▸ What to do: Some lines below hold "form". Pick them out and copy them.

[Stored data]
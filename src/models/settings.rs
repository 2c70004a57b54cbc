use serde::{Deserialize, Serialize};
use sqlx::FromRow;
use validator::Validate;

use crate::models::post::validate_optional_url;

/// The single settings row always lives at this id.
pub const SETTINGS_ID: i32 = 1;
pub const DEFAULT_VIDEO_RATIO: &str = "16:9";
pub const DEFAULT_POSTER: &str = "/preview.jpg";

/// Represents the 'cms_settings' table. Every column may be NULL.
#[derive(Debug, Clone, Default, FromRow, Serialize, Deserialize)]
pub struct SettingsRow {
    pub id: i32,
    pub hero_image_mode: Option<String>,
    pub hero_image_url: Option<String>,
    pub teaser_video_url: Option<String>,
    pub teaser_video_poster_url: Option<String>,
    pub teaser_video_ratio: Option<String>,
}

/// Settings as the admin form edits them, with row defaults filled in.
#[derive(Debug, Clone, PartialEq, Eq, Serialize)]
pub struct AdminSettings {
    pub id: i32,
    pub hero_image_mode: String,
    pub hero_image_url: String,
    pub teaser_video_url: String,
    pub teaser_video_poster_url: String,
    pub teaser_video_ratio: String,
}

impl AdminSettings {
    /// Overlays a stored row (if any) on the row defaults.
    pub fn merge(row: Option<SettingsRow>) -> Self {
        let row = row.unwrap_or(SettingsRow {
            id: SETTINGS_ID,
            ..Default::default()
        });
        AdminSettings {
            id: row.id,
            hero_image_mode: row.hero_image_mode.unwrap_or_else(|| "url".to_string()),
            hero_image_url: row.hero_image_url.unwrap_or_default(),
            teaser_video_url: row.teaser_video_url.unwrap_or_default(),
            teaser_video_poster_url: row.teaser_video_poster_url.unwrap_or_default(),
            teaser_video_ratio: row
                .teaser_video_ratio
                .unwrap_or_else(|| DEFAULT_VIDEO_RATIO.to_string()),
        }
    }
}

/// Settings served to the public site: stored values over site defaults.
#[derive(Debug, Clone, PartialEq, Eq, Serialize)]
pub struct SiteSettings {
    pub brand: String,
    pub hero_title: String,
    pub hero_subtitle: String,
    pub release_banner: String,
    pub beta_cta: String,
    pub accent: String,
    pub hero_image_mode: String,
    pub hero_image_url: String,
    pub teaser_video_url: String,
    pub teaser_video_mime: String,
    pub teaser_video_poster_url: String,
    pub teaser_video_poster_fallback: String,
    pub teaser_video_ratio: String,
}

impl SiteSettings {
    pub fn from_row(row: Option<SettingsRow>) -> Self {
        let row = row.unwrap_or_default();
        let non_empty = |value: Option<String>| value.filter(|v| !v.trim().is_empty());

        let teaser_video_url = non_empty(row.teaser_video_url)
            .map(|url| url.trim().to_string())
            .unwrap_or_default();

        SiteSettings {
            brand: "Coach Milo".to_string(),
            hero_title: "Die Fitness-App mit deinem persönlichen KI-Coach".to_string(),
            hero_subtitle: "Individuelle Trainingspläne, die deine Situation, dein Niveau und deine Fortschritte berücksichtigen.".to_string(),
            release_banner: "Ab Oktober 2025 im App Store & Play Store".to_string(),
            beta_cta: "Teste Coach Milo schon vor dem Release".to_string(),
            accent: "#ff9a3e".to_string(),
            hero_image_mode: non_empty(row.hero_image_mode).unwrap_or_else(|| "inline".to_string()),
            hero_image_url: non_empty(row.hero_image_url).unwrap_or_default(),
            teaser_video_mime: guess_video_mime(&teaser_video_url).to_string(),
            teaser_video_url,
            teaser_video_poster_url: non_empty(row.teaser_video_poster_url)
                .map(|url| url.trim().to_string())
                .unwrap_or_else(|| DEFAULT_POSTER.to_string()),
            teaser_video_poster_fallback: DEFAULT_POSTER.to_string(),
            teaser_video_ratio: non_empty(row.teaser_video_ratio)
                .unwrap_or_else(|| DEFAULT_VIDEO_RATIO.to_string()),
        }
    }
}

/// Guesses the `<source type>` for a teaser video from its file extension.
pub fn guess_video_mime(url: &str) -> &'static str {
    let path = url.split('?').next().unwrap_or("").to_lowercase();
    if path.ends_with(".webm") {
        "video/webm"
    } else if path.ends_with(".ogv") || path.ends_with(".ogg") {
        "video/ogg"
    } else if path.ends_with(".mov") {
        "video/quicktime"
    } else {
        "video/mp4"
    }
}

/// DTO for saving settings from the admin form.
#[derive(Debug, Deserialize, Validate)]
pub struct SaveSettingsRequest {
    pub id: Option<i32>,
    #[validate(length(max = 20))]
    pub hero_image_mode: Option<String>,
    #[validate(custom(function = validate_optional_url))]
    pub hero_image_url: Option<String>,
    #[validate(custom(function = validate_optional_url))]
    pub teaser_video_url: Option<String>,
    #[validate(custom(function = validate_optional_url))]
    pub teaser_video_poster_url: Option<String>,
    #[validate(length(max = 20))]
    pub teaser_video_ratio: Option<String>,
}

impl SaveSettingsRequest {
    /// Builds the row to upsert: empty URLs are stored as NULL.
    pub fn into_row(self) -> SettingsRow {
        let url = |value: Option<String>| value.filter(|v| !v.is_empty());
        SettingsRow {
            id: self.id.unwrap_or(SETTINGS_ID),
            hero_image_mode: Some(self.hero_image_mode.unwrap_or_else(|| "url".to_string())),
            hero_image_url: url(self.hero_image_url),
            teaser_video_url: url(self.teaser_video_url),
            teaser_video_poster_url: url(self.teaser_video_poster_url),
            teaser_video_ratio: Some(
                self.teaser_video_ratio
                    .filter(|ratio| !ratio.is_empty())
                    .unwrap_or_else(|| DEFAULT_VIDEO_RATIO.to_string()),
            ),
        }
    }
}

▸ Written response:
/// Settings as the admin form edits them, with row defaults filled in.
/// DTO for saving settings from the admin form.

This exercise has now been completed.